*** Records for the task Section Begins ***
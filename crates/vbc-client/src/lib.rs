//! VerificaBC API client
//!
//! Thin wrapper over `reqwest` for the one call the checker makes:
//! `POST {base_url}/api/v1/checks`. No retries, no caching. Works natively
//! and in the browser, where reqwest goes through `fetch`.

use async_trait::async_trait;
use thiserror::Error;
use url::Url;
use vbc_core::{CheckApi, CheckRequest, CheckResult};

/// Backend used when nothing is configured
pub const DEFAULT_BASE_URL: &str = "http://localhost:8080";

/// Environment variable holding the backend base URL
pub const BASE_URL_ENV: &str = "VBC_API_BASE_URL";

const CHECKS_PATH: &str = "/api/v1/checks";

#[derive(Error, Debug)]
pub enum ClientError {
    #[error("HTTP error: {0}")]
    Http(#[from] reqwest::Error),

    #[error("Unexpected status: {0}")]
    Status(u16),

    #[error("Invalid response body: {0}")]
    Decode(#[from] serde_json::Error),

    #[error("Invalid base URL: {0}")]
    InvalidBaseUrl(String),
}

pub type ClientResult<T> = Result<T, ClientError>;

/// Client configuration
#[derive(Debug, Clone, PartialEq, Eq)]
pub struct ClientConfig {
    /// Scheme, host and optional path prefix of the backend
    pub base_url: String,
    /// User agent sent by native builds
    pub user_agent: String,
}

impl ClientConfig {
    pub fn new(base_url: impl Into<String>) -> Self {
        Self {
            base_url: base_url.into(),
            ..Default::default()
        }
    }
}

impl Default for ClientConfig {
    fn default() -> Self {
        Self {
            base_url: DEFAULT_BASE_URL.to_string(),
            user_agent: format!("vbc/{}", env!("CARGO_PKG_VERSION")),
        }
    }
}

/// Client for the checks endpoint
#[derive(Debug, Clone)]
pub struct CheckClient {
    http: reqwest::Client,
    endpoint: String,
}

impl CheckClient {
    pub fn new(config: &ClientConfig) -> ClientResult<Self> {
        let endpoint = checks_endpoint(&config.base_url)?;

        #[cfg(not(target_arch = "wasm32"))]
        let http = reqwest::Client::builder()
            .user_agent(&config.user_agent)
            .build()?;

        #[cfg(target_arch = "wasm32")]
        let http = reqwest::Client::new();

        Ok(Self { http, endpoint })
    }

    /// Full URL of the checks endpoint
    pub fn endpoint(&self) -> &str {
        &self.endpoint
    }

    /// Submit a check. Any non-2xx status is an error.
    pub async fn check(&self, request: &CheckRequest) -> ClientResult<CheckResult> {
        tracing::debug!("POST {} ({})", self.endpoint, request.raw_input);

        let response = self.http.post(&self.endpoint).json(request).send().await?;

        let status = response.status();
        if !status.is_success() {
            tracing::warn!("Check endpoint returned {}", status);
            return Err(ClientError::Status(status.as_u16()));
        }

        let body = response.text().await?;
        Ok(serde_json::from_str(&body)?)
    }
}

#[async_trait(?Send)]
impl CheckApi for CheckClient {
    type Error = ClientError;

    async fn check(&self, request: &CheckRequest) -> ClientResult<CheckResult> {
        CheckClient::check(self, request).await
    }
}

fn checks_endpoint(base_url: &str) -> ClientResult<String> {
    let base = base_url.trim().trim_end_matches('/');

    let parsed = Url::parse(base).map_err(|e| ClientError::InvalidBaseUrl(format!("{}: {}", base, e)))?;
    if !matches!(parsed.scheme(), "http" | "https") {
        return Err(ClientError::InvalidBaseUrl(format!(
            "{}: unsupported scheme {}",
            base,
            parsed.scheme()
        )));
    }

    Ok(format!("{}{}", base, CHECKS_PATH))
}

#[cfg(test)]
mod tests {
    use super::*;

    #[test]
    fn test_endpoint_joining() {
        assert_eq!(
            checks_endpoint("http://localhost:8080").unwrap(),
            "http://localhost:8080/api/v1/checks"
        );
        assert_eq!(
            checks_endpoint("https://api.example.com/antifraude//").unwrap(),
            "https://api.example.com/antifraude/api/v1/checks"
        );
    }

    #[test]
    fn test_invalid_base_url() {
        assert!(matches!(
            checks_endpoint("localhost:8080"),
            Err(ClientError::InvalidBaseUrl(_))
        ));
        assert!(matches!(
            checks_endpoint("not a url"),
            Err(ClientError::InvalidBaseUrl(_))
        ));
    }

    #[test]
    fn test_default_config() {
        let config = ClientConfig::default();
        assert_eq!(config.base_url, DEFAULT_BASE_URL);
        assert!(config.user_agent.starts_with("vbc/"));

        let client = CheckClient::new(&ClientConfig::new("http://127.0.0.1:9000/")).unwrap();
        assert_eq!(client.endpoint(), "http://127.0.0.1:9000/api/v1/checks");
    }
}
*** Records for the task Section Ends ***
[Task item] Please copy each line of the material that contains the word "ClientResult".

[Task result]
pub type ClientResult<T> = Result<T, ClientError>;
    pub fn new(config: &ClientConfig) -> ClientResult<Self> {
    pub async fn check(&self, request: &CheckRequest) -> ClientResult<CheckResult> {
    async fn check(&self, request: &CheckRequest) -> ClientResult<CheckResult> {
fn checks_endpoint(base_url: &str) -> ClientResult<String> {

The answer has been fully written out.